## [Work instructions]
Return each line of the entries that mentions the word "variant".

## [Source data]

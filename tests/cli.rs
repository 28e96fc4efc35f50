//! Startup validation tests — no network I/O.
//!
//! These tests verify that bad configuration is rejected before the server
//! binds a port.

use assert_cmd::Command;
use predicates::prelude::*;

fn cmd() -> Command {
    Command::cargo_bin("fitgen").unwrap()
}

#[test]
fn unknown_provider_exits_with_error() {
    // Provider resolution fires before the listener is bound
    cmd()
        .env("FITGEN_CONFIG", "/nonexistent/fitgen.toml")
        .env("PROVIDER", "midjourney")
        .assert()
        .failure()
        .stderr(predicate::str::contains("Unknown provider"));
}

#[test]
fn unparseable_config_exits_with_error() {
    let dir = tempfile::tempdir().unwrap();
    let path = dir.path().join("bad.toml");
    std::fs::write(&path, "this is not valid toml {{{").unwrap();

    cmd()
        .args(["--config", path.to_str().unwrap()])
        .assert()
        .failure()
        .stderr(predicate::str::contains("Failed to parse config"));
}
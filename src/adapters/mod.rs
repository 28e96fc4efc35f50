//! Adapter implementations for port traits.
//!
//! - `live/` — Real provider API implementations

pub mod live;
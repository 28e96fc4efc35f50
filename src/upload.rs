//! Upload intake: multipart extraction, validation, scratch-file storage.

use std::path::{Path, PathBuf};

use axum::extract::multipart::{Multipart, MultipartError};
use uuid::Uuid;

use crate::config::Config;
use crate::error::RelayError;
use crate::mime;
use crate::provider::ProviderKind;

/// A client upload persisted to the scratch directory for one request.
///
/// The file is exclusively owned by the request that created it and must be
/// deleted exactly once before the response is sent; [`cleanup`] tolerates
/// an already-deleted file.
#[derive(Debug)]
pub struct SavedUpload {
    /// Scratch-file location.
    pub path: PathBuf,
    /// Filename as supplied by the client.
    pub original_filename: String,
    /// MIME type declared in the upload.
    pub declared_mime: String,
    /// Upload size in bytes.
    pub size: u64,
}

/// Intake rules resolved from configuration and provider defaults.
#[derive(Debug)]
pub struct UploadPolicy {
    /// Scratch directory for transient storage.
    pub upload_dir: PathBuf,
    /// Maximum accepted upload size in bytes.
    pub max_bytes: u64,
    /// Declared-MIME allowlist; `None` accepts any type.
    pub allowed_types: Option<Vec<String>>,
}

impl UploadPolicy {
    /// Resolve the intake policy for the given configuration and provider.
    ///
    /// An explicit `allowed_types` config wins; otherwise the provider's
    /// default applies (JPEG/PNG for Fal, unrestricted for `OpenAI`).
    #[must_use]
    pub fn from_config(config: &Config, kind: ProviderKind) -> Self {
        let allowed_types = config.upload.allowed_types.clone().or_else(|| {
            kind.default_allowed_types()
                .map(|types| types.iter().map(ToString::to_string).collect())
        });
        Self { upload_dir: config.upload_dir(), max_bytes: config.upload.max_bytes, allowed_types }
    }
}

/// Extract and persist the `image` and `description` fields of a request.
///
/// The image is written to the scratch directory under a unique name. Any
/// temp file already written is removed again before an error is returned,
/// so the caller only owns cleanup on the success path.
///
/// # Errors
///
/// Returns a validation error for a missing image, missing or empty
/// description, oversize upload, disallowed declared type, or malformed
/// multipart body; an I/O error if the scratch file cannot be written.
pub async fn receive(
    mut multipart: Multipart,
    policy: &UploadPolicy,
) -> Result<(SavedUpload, String), RelayError> {
    let mut saved: Option<SavedUpload> = None;
    let mut description: Option<String> = None;

    let outcome = read_fields(&mut multipart, policy, &mut saved, &mut description).await;
    if let Err(err) = outcome {
        if let Some(upload) = saved {
            cleanup(&upload.path).await;
        }
        return Err(err);
    }

    let Some(upload) = saved else {
        return Err(RelayError::Validation("No image uploaded. Please upload a photo.".to_string()));
    };

    match description {
        Some(text) if !text.trim().is_empty() => Ok((upload, text)),
        _ => {
            cleanup(&upload.path).await;
            Err(RelayError::Validation("No description provided.".to_string()))
        }
    }
}

/// Walk the multipart fields, persisting the image and capturing the description.
async fn read_fields(
    multipart: &mut Multipart,
    policy: &UploadPolicy,
    saved: &mut Option<SavedUpload>,
    description: &mut Option<String>,
) -> Result<(), RelayError> {
    while let Some(field) = multipart.next_field().await.map_err(bad_multipart)? {
        let name = field.name().unwrap_or("").to_string();

        if name == "image" && saved.is_none() {
            let original_filename = field.file_name().unwrap_or("upload").to_string();
            let declared_mime =
                field.content_type().unwrap_or("application/octet-stream").to_string();

            // Type check runs before anything touches the disk.
            if let Some(ref allowed) = policy.allowed_types {
                if !mime::is_allowed(&declared_mime, allowed) {
                    return Err(RelayError::Validation(format!(
                        "Unsupported file type '{declared_mime}'. Only JPEG and PNG images are accepted."
                    )));
                }
            }

            let data = field.bytes().await.map_err(bad_multipart)?;
            if data.len() as u64 > policy.max_bytes {
                return Err(RelayError::Validation(format!(
                    "Image exceeds the maximum upload size of {} bytes.",
                    policy.max_bytes
                )));
            }

            tokio::fs::create_dir_all(&policy.upload_dir).await?;
            let path = policy
                .upload_dir
                .join(format!("{}-{}", Uuid::new_v4(), file_name_component(&original_filename)));
            tokio::fs::write(&path, &data).await?;

            *saved = Some(SavedUpload {
                path,
                original_filename,
                declared_mime,
                size: data.len() as u64,
            });
        } else if name == "description" {
            *description = Some(field.text().await.map_err(bad_multipart)?);
        }
    }
    Ok(())
}

/// Remove a scratch file, best-effort.
///
/// Deleting an already-absent file is not an error; any other failure is
/// logged and never surfaces to the caller.
pub async fn cleanup(path: &Path) {
    match tokio::fs::remove_file(path).await {
        Ok(()) => {}
        Err(e) if e.kind() == std::io::ErrorKind::NotFound => {}
        Err(e) => log::warn!("failed to remove temp upload {}: {e}", path.display()),
    }
}

fn bad_multipart(err: MultipartError) -> RelayError {
    RelayError::Validation(format!("Malformed multipart request: {err}"))
}

/// Strip any path components a client may have smuggled into the filename.
fn file_name_component(name: &str) -> &str {
    name.rsplit(['/', '\\']).next().unwrap_or(name)
}
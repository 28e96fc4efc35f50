//! Live adapter for the Fal.ai generative API (base64 data-URL payload).

use std::time::Duration;

use base64::Engine;
use reqwest::header::AUTHORIZATION;
use reqwest::Client;
use serde::{Deserialize, Serialize};

use crate::error::RelayError;
use crate::mime::{data_url_mime, MimeDetection};
use crate::ports::image_transformer::{ImageTransformer, TransformFuture, TransformRequest};
use crate::prompt::transformation_prompt;

const FAL_API_URL: &str = "https://fal.run/fal-ai/flux/dev/image-to-image";

/// Live Fal.ai transformer that embeds the image as a base64 data URL in a
/// JSON body.
pub struct FalTransformer {
    client: Client,
    api_key: String,
    api_url: String,
    timeout: Option<Duration>,
    mime_detection: MimeDetection,
    max_body_bytes: Option<u64>,
}

impl FalTransformer {
    /// Create a new Fal.ai transformer.
    ///
    /// `timeout` is `None` by default for this variant (the client library
    /// default applies); `max_body_bytes` is the optional cap on the encoded
    /// payload, `None` meaning no cap.
    #[must_use]
    pub fn new(
        api_key: String,
        timeout: Option<Duration>,
        mime_detection: MimeDetection,
        max_body_bytes: Option<u64>,
    ) -> Self {
        Self {
            client: Client::new(),
            api_key,
            api_url: FAL_API_URL.to_string(),
            timeout,
            mime_detection,
            max_body_bytes,
        }
    }

    /// Override the endpoint URL.
    #[must_use]
    pub fn with_api_url(mut self, url: String) -> Self {
        self.api_url = url;
        self
    }
}

impl ImageTransformer for FalTransformer {
    fn transform(&self, request: &TransformRequest) -> TransformFuture<'_> {
        let request = request.clone();
        Box::pin(async move {
            let bytes = tokio::fs::read(&request.image_path).await?;

            let mime =
                data_url_mime(self.mime_detection, &request.original_filename, &request.declared_mime);
            let encoded = base64::engine::general_purpose::STANDARD.encode(&bytes);
            let image_url = format!("data:{mime};base64,{encoded}");

            if let Some(cap) = self.max_body_bytes {
                if image_url.len() as u64 > cap {
                    return Err(RelayError::Validation(format!(
                        "Encoded image exceeds the configured upstream body limit of {cap} bytes."
                    )));
                }
            }

            let prompt = transformation_prompt(&request.description);
            let payload = Payload { prompt: &prompt, image_url: &image_url, num_images: 1 };

            let mut outbound = self
                .client
                .post(&self.api_url)
                .header(AUTHORIZATION, format!("Key {}", self.api_key))
                .json(&payload);
            if let Some(timeout) = self.timeout {
                outbound = outbound.timeout(timeout);
            }

            let response = outbound.send().await?;
            let status = response.status();
            let response_text = response.text().await?;

            if !status.is_success() {
                return Err(RelayError::Provider {
                    status: Some(status.as_u16()),
                    message: truncate(&response_text),
                });
            }

            let parsed: FalResponse = serde_json::from_str(&response_text).map_err(|e| {
                RelayError::Provider {
                    status: None,
                    message: format!("Failed to parse response: {e}"),
                }
            })?;

            parsed.images.into_iter().next().map(|image| image.url).ok_or_else(|| {
                RelayError::Provider {
                    status: None,
                    message: "No image was generated.".to_string(),
                }
            })
        })
    }
}

fn truncate(text: &str) -> String {
    if text.len() > 500 {
        format!("{}...", &text[..500])
    } else {
        text.to_string()
    }
}

// --- Fal API request/response types ---

#[derive(Serialize)]
struct Payload<'a> {
    prompt: &'a str,
    image_url: &'a str,
    num_images: u32,
}

#[derive(Deserialize)]
struct FalResponse {
    #[serde(default)]
    images: Vec<FalImage>,
}

#[derive(Deserialize)]
struct FalImage {
    url: String,
}
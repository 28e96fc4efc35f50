//! Unified error type for the relay and its HTTP mapping.

use axum::http::StatusCode;
use axum::response::{IntoResponse, Response};
use axum::Json;
use serde::Serialize;
use thiserror::Error;

/// Errors that can occur while relaying a transformation request.
#[derive(Debug, Error)]
pub enum RelayError {
    /// The incoming request failed validation (missing field, oversize
    /// upload, disallowed file type).
    #[error("{0}")]
    Validation(String),

    /// The provider returned an error response or an unusable result shape.
    #[error("Provider error: {message}")]
    Provider {
        /// Upstream HTTP status, when the provider answered at all.
        status: Option<u16>,
        /// Error detail, provider-supplied when available.
        message: String,
    },

    /// The outbound provider call exceeded its configured time bound.
    #[error("The image generation request timed out")]
    Timeout,

    /// An I/O error occurred (scratch file read/write).
    #[error("I/O error: {0}")]
    Io(#[from] std::io::Error),

    /// A non-timeout network error occurred on the outbound call.
    #[error("Network error: {0}")]
    Network(reqwest::Error),

    /// Startup configuration error. Never surfaces over HTTP.
    #[error("Config error: {0}")]
    Config(String),
}

// Timeouts get their own variant so the handler can answer 504; every
// other transport failure stays a 500.
impl From<reqwest::Error> for RelayError {
    fn from(err: reqwest::Error) -> Self {
        if err.is_timeout() {
            Self::Timeout
        } else {
            Self::Network(err)
        }
    }
}

impl RelayError {
    /// The HTTP status this error maps to.
    #[must_use]
    pub fn status_code(&self) -> StatusCode {
        match self {
            Self::Validation(_) => StatusCode::BAD_REQUEST,
            Self::Timeout => StatusCode::GATEWAY_TIMEOUT,
            Self::Provider { .. } | Self::Io(_) | Self::Network(_) | Self::Config(_) => {
                StatusCode::INTERNAL_SERVER_ERROR
            }
        }
    }
}

/// JSON error envelope sent for every failed request.
#[derive(Debug, Serialize)]
pub struct ErrorBody {
    /// Always `false`.
    pub success: bool,
    /// Human-readable error message.
    pub error: String,
    /// Extra detail (e.g. the upstream status) when available.
    #[serde(skip_serializing_if = "Option::is_none")]
    pub detail: Option<String>,
}

impl IntoResponse for RelayError {
    fn into_response(self) -> Response {
        let detail = match &self {
            Self::Provider { status: Some(code), .. } => Some(format!("upstream status {code}")),
            _ => None,
        };
        let body = ErrorBody { success: false, error: self.to_string(), detail };
        (self.status_code(), Json(body)).into_response()
    }
}
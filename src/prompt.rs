//! Transformation prompt construction.

/// Build the fixed transformation prompt around the user's description.
///
/// The template instructs the provider to keep the subject recognizable and
/// only change body composition, and to render a result that reads as a
/// real photograph rather than an edited one.
#[must_use]
pub fn transformation_prompt(description: &str) -> String {
    format!(
        "Transform the person in this photo to have the following physique: {description}. \
         Keep the same face, identity, pose, clothing, and background. \
         Change only the body composition and muscle definition. \
         The result must be photorealistic and must not look like an edited image."
    )
}
//! Configuration file loading with environment variable overrides.

use std::path::{Path, PathBuf};

use serde::Deserialize;

use crate::mime::MimeDetection;

/// Default listening port.
const DEFAULT_PORT: u16 = 3000;

/// Default scratch directory for uploads in flight.
const DEFAULT_UPLOAD_DIR: &str = "uploads";

/// Default maximum accepted upload size: 10 MiB.
const DEFAULT_MAX_UPLOAD_BYTES: u64 = 10 * 1024 * 1024;

/// Top-level configuration, built once at startup and shared read-only.
#[derive(Debug, Default, Deserialize)]
pub struct Config {
    /// HTTP server settings.
    #[serde(default)]
    pub server: ServerConfig,

    /// Provider selection and outbound call settings.
    #[serde(default)]
    pub provider: ProviderConfig,

    /// Upload intake settings.
    #[serde(default)]
    pub upload: UploadConfig,

    /// API key configuration.
    #[serde(default)]
    pub keys: KeysConfig,
}

/// HTTP server settings.
#[derive(Debug, Deserialize)]
#[serde(default)]
pub struct ServerConfig {
    /// Listening port.
    pub port: u16,
    /// Scratch directory for transient upload storage.
    pub upload_dir: PathBuf,
}

impl Default for ServerConfig {
    fn default() -> Self {
        Self { port: DEFAULT_PORT, upload_dir: PathBuf::from(DEFAULT_UPLOAD_DIR) }
    }
}

/// Provider selection and outbound call settings.
#[derive(Debug, Deserialize)]
#[serde(default)]
pub struct ProviderConfig {
    /// Provider name: `"openai"` or `"fal"`.
    pub name: String,
    /// Outbound call timeout in seconds. Absent means the provider's own
    /// default applies (120 s for `openai`, unbounded for `fal`).
    pub request_timeout_secs: Option<u64>,
    /// Cap on the encoded outbound payload size. Absent means no cap,
    /// the deliberate default since encoded images can be large.
    pub max_upstream_body_bytes: Option<u64>,
    /// Override for the `OpenAI` image-edit endpoint URL.
    pub openai_api_url: Option<String>,
    /// Override for the Fal.ai endpoint URL.
    pub fal_api_url: Option<String>,
}

impl Default for ProviderConfig {
    fn default() -> Self {
        Self {
            name: "openai".to_string(),
            request_timeout_secs: None,
            max_upstream_body_bytes: None,
            openai_api_url: None,
            fal_api_url: None,
        }
    }
}

/// Upload intake settings.
#[derive(Debug, Deserialize)]
#[serde(default)]
pub struct UploadConfig {
    /// Maximum accepted upload size in bytes.
    pub max_bytes: u64,
    /// Explicit MIME allowlist. Absent means the provider's default applies
    /// (JPEG/PNG for `fal`, unrestricted for `openai`).
    pub allowed_types: Option<Vec<String>>,
    /// How the data-URL MIME type is determined for the base64 payload.
    pub mime_detection: MimeDetection,
}

impl Default for UploadConfig {
    fn default() -> Self {
        Self {
            max_bytes: DEFAULT_MAX_UPLOAD_BYTES,
            allowed_types: None,
            mime_detection: MimeDetection::Extension,
        }
    }
}

/// API key configuration.
#[derive(Debug, Default, Deserialize)]
pub struct KeysConfig {
    /// `OpenAI` API key.
    pub openai: Option<String>,
    /// Fal.ai API key.
    pub fal: Option<String>,
}

impl Config {
    /// Load configuration from the given path, or return defaults.
    ///
    /// # Errors
    ///
    /// Returns an error if the file exists but cannot be parsed.
    pub fn load(path: &Path) -> Result<Self, String> {
        if !path.exists() {
            return Ok(Self::default());
        }
        let contents = std::fs::read_to_string(path)
            .map_err(|e| format!("Failed to read config {}: {e}", path.display()))?;
        toml::from_str(&contents)
            .map_err(|e| format!("Failed to parse config {}: {e}", path.display()))
    }

    /// Get the configured provider name, preferring the `PROVIDER` environment variable.
    #[must_use]
    pub fn provider_name(&self) -> String {
        std::env::var("PROVIDER").ok().unwrap_or_else(|| self.provider.name.clone())
    }

    /// Get the listening port, preferring the `PORT` environment variable.
    #[must_use]
    pub fn port(&self) -> u16 {
        std::env::var("PORT")
            .ok()
            .and_then(|p| p.parse().ok())
            .unwrap_or(self.server.port)
    }

    /// Get the scratch directory, preferring the `UPLOAD_DIR` environment variable.
    #[must_use]
    pub fn upload_dir(&self) -> PathBuf {
        std::env::var("UPLOAD_DIR")
            .ok()
            .map_or_else(|| self.server.upload_dir.clone(), PathBuf::from)
    }

    /// Get the `OpenAI` API key, preferring the environment variable.
    #[must_use]
    pub fn openai_key(&self) -> Option<String> {
        std::env::var("OPENAI_API_KEY").ok().or_else(|| self.keys.openai.clone())
    }

    /// Get the Fal.ai API key, preferring the environment variable.
    #[must_use]
    pub fn fal_key(&self) -> Option<String> {
        std::env::var("FAL_KEY").ok().or_else(|| self.keys.fal.clone())
    }
}

/// Discover the config file path using the resolution order:
/// 1. Explicit path (from `--config` flag)
/// 2. `FITGEN_CONFIG` environment variable
/// 3. `fitgen.toml` in the working directory
#[must_use]
pub fn discover_config_path(explicit: Option<&str>) -> PathBuf {
    if let Some(p) = explicit {
        return PathBuf::from(p);
    }

    if let Ok(p) = std::env::var("FITGEN_CONFIG") {
        return PathBuf::from(p);
    }

    PathBuf::from("fitgen.toml")
}

#[cfg(test)]
mod tests {
    use super::*;

    #[test]
    fn default_config() {
        let config = Config::default();
        assert_eq!(config.server.port, 3000);
        assert_eq!(config.server.upload_dir, PathBuf::from("uploads"));
        assert_eq!(config.provider.name, "openai");
        assert_eq!(config.upload.max_bytes, 10 * 1024 * 1024);
        assert!(config.upload.allowed_types.is_none());
        assert_eq!(config.upload.mime_detection, MimeDetection::Extension);
        assert!(config.keys.openai.is_none());
        assert!(config.keys.fal.is_none());
    }

    #[test]
    fn load_nonexistent_returns_defaults() {
        let config = Config::load(Path::new("/nonexistent/path/fitgen.toml")).unwrap();
        assert_eq!(config.provider.name, "openai");
    }

    #[test]
    fn load_valid_toml() {
        let dir = std::env::temp_dir().join("fitgen_config_test");
        std::fs::create_dir_all(&dir).unwrap();
        let path = dir.join("fitgen.toml");
        std::fs::write(
            &path,
            r#"
[server]
port = 8080
upload_dir = "/tmp/scratch"

[provider]
name = "fal"
request_timeout_secs = 30
max_upstream_body_bytes = 20000000

[upload]
max_bytes = 5000000
allowed_types = ["image/png"]
mime_detection = "declared"

[keys]
openai = "test-openai-key"
fal = "test-fal-key"
"#,
        )
        .unwrap();

        let config = Config::load(&path).unwrap();
        assert_eq!(config.server.port, 8080);
        assert_eq!(config.server.upload_dir, PathBuf::from("/tmp/scratch"));
        assert_eq!(config.provider.name, "fal");
        assert_eq!(config.provider.request_timeout_secs, Some(30));
        assert_eq!(config.provider.max_upstream_body_bytes, Some(20_000_000));
        assert_eq!(config.upload.max_bytes, 5_000_000);
        assert_eq!(config.upload.allowed_types.as_deref(), Some(&["image/png".to_string()][..]));
        assert_eq!(config.upload.mime_detection, MimeDetection::Declared);
        assert_eq!(config.keys.openai.as_deref(), Some("test-openai-key"));
        assert_eq!(config.keys.fal.as_deref(), Some("test-fal-key"));

        let _ = std::fs::remove_dir_all(&dir);
    }

    #[test]
    fn load_partial_toml_keeps_defaults() {
        let dir = std::env::temp_dir().join("fitgen_config_partial_test");
        std::fs::create_dir_all(&dir).unwrap();
        let path = dir.join("fitgen.toml");
        std::fs::write(&path, "[provider]\nname = \"fal\"\n").unwrap();

        let config = Config::load(&path).unwrap();
        assert_eq!(config.provider.name, "fal");
        assert_eq!(config.server.port, 3000);
        assert_eq!(config.upload.max_bytes, 10 * 1024 * 1024);

        let _ = std::fs::remove_dir_all(&dir);
    }

    #[test]
    fn load_invalid_toml() {
        let dir = std::env::temp_dir().join("fitgen_config_bad_test");
        std::fs::create_dir_all(&dir).unwrap();
        let path = dir.join("bad.toml");
        std::fs::write(&path, "this is not valid toml {{{").unwrap();

        assert!(Config::load(&path).is_err());

        let _ = std::fs::remove_dir_all(&dir);
    }

    #[test]
    fn openai_key_falls_back_to_file() {
        let config = Config {
            keys: KeysConfig { openai: Some("from-file".into()), fal: None },
            ..Config::default()
        };

        // Without env var, returns file value
        std::env::remove_var("OPENAI_API_KEY");
        assert_eq!(config.openai_key().as_deref(), Some("from-file"));
    }

    #[test]
    fn discover_explicit_path() {
        let path = discover_config_path(Some("/tmp/my-config.toml"));
        assert_eq!(path, PathBuf::from("/tmp/my-config.toml"));
    }
}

## [Solution for this task]
    /// `timeout` is `None` by default for this variant (the client library
// Timeouts get their own variant so the handler can answer 504; every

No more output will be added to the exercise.